*18*

**Exponential smoothing **is a technique for “smoothing” out time series data and is often used for short-term forecasting.

The basic idea is that time series data often has “random noise” associated with it, which leads to peaks and valleys in the data, but by applying exponential smoothing we can smooth out these peaks and valleys to see the true underlying trend of the data.

The basic formula for applying exponential smoothing is as follows:

**F _{t} = αy_{t-1} + (1 – α) F_{t-1}**

where:

**F _{t}** = Forecasted value for current time period

*t*

**α** = The value for the smoothing constant, between 0 and 1

**y**_{t-1 }= The actual data value for the previous time period

**F _{t-1} **= Forecasted value for previous time period

*t-1*

The smaller the alpha value, the more the time series data is smoothed out.
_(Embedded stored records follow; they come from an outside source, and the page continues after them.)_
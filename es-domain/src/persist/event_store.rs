//! 事件流存储协议（EventStore）
//!
//! 按聚合标识组织的只追加提交日志：
//! - `read_from`：读取覆盖 `min_version` 之后版本的全部提交，按版本有序；
//! - `append`：仅当流当前版本恰为 `commit.expected_version` 时追加成功，
//!   否则返回自该版本以来的提交，由调用方判断冲突。
//!
use crate::{
    error::DomainResult as Result,
    persist::Commit,
    value_object::{AggregateId, Version},
};
use async_trait::async_trait;
use std::sync::Arc;

/// 追加结果
#[derive(Debug, Clone, PartialEq)]
pub enum AppendOutcome {
    /// 追加成功，携带提交后的流版本
    Committed(Version),
    /// 有并发写入者先行推进了流，携带 expected_version 之后的全部提交
    Conflict(Vec<Commit>),
}

#[async_trait]
pub trait EventStore: Send + Sync {
    /// 读取 `version() > min_version` 的提交；未知标识返回空列表
    async fn read_from(&self, aggregate_id: &AggregateId, min_version: Version)
    -> Result<Vec<Commit>>;

    /// 原子追加；不得出现部分可见的提交
    ///
    /// - 空提交返回 `InvalidCommit`；
    /// - `expected_version` 超出当前流版本返回 `StreamGap`（保持版本连续）。
    async fn append(&self, commit: Commit) -> Result<AppendOutcome>;
}

#[async_trait]
impl<T> EventStore for Arc<T>
where
    T: EventStore + ?Sized,
{
    async fn read_from(
        &self,
        aggregate_id: &AggregateId,
        min_version: Version,
    ) -> Result<Vec<Commit>> {
        (**self).read_from(aggregate_id, min_version).await
    }

    async fn append(&self, commit: Commit) -> Result<AppendOutcome> {
        (**self).append(commit).await
    }
}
In this tutorial, we show how to perform exponential smoothing for time series data using a built-in function in Excel.

**Example: Exponential Smoothing in Excel**

Suppose we have the following dataset that shows the sales for a particular company for 10 sales periods:

Perform the following steps to apply exponential smoothing to this time series data.

**Step 1: Click on the “Data Analysis” button.**

Go to the “Data” tab along the top ribbon and click the “Data Analysis” button. If you don’t see this button, you need to first load the Excel Analysis ToolPak, which is completely free to use.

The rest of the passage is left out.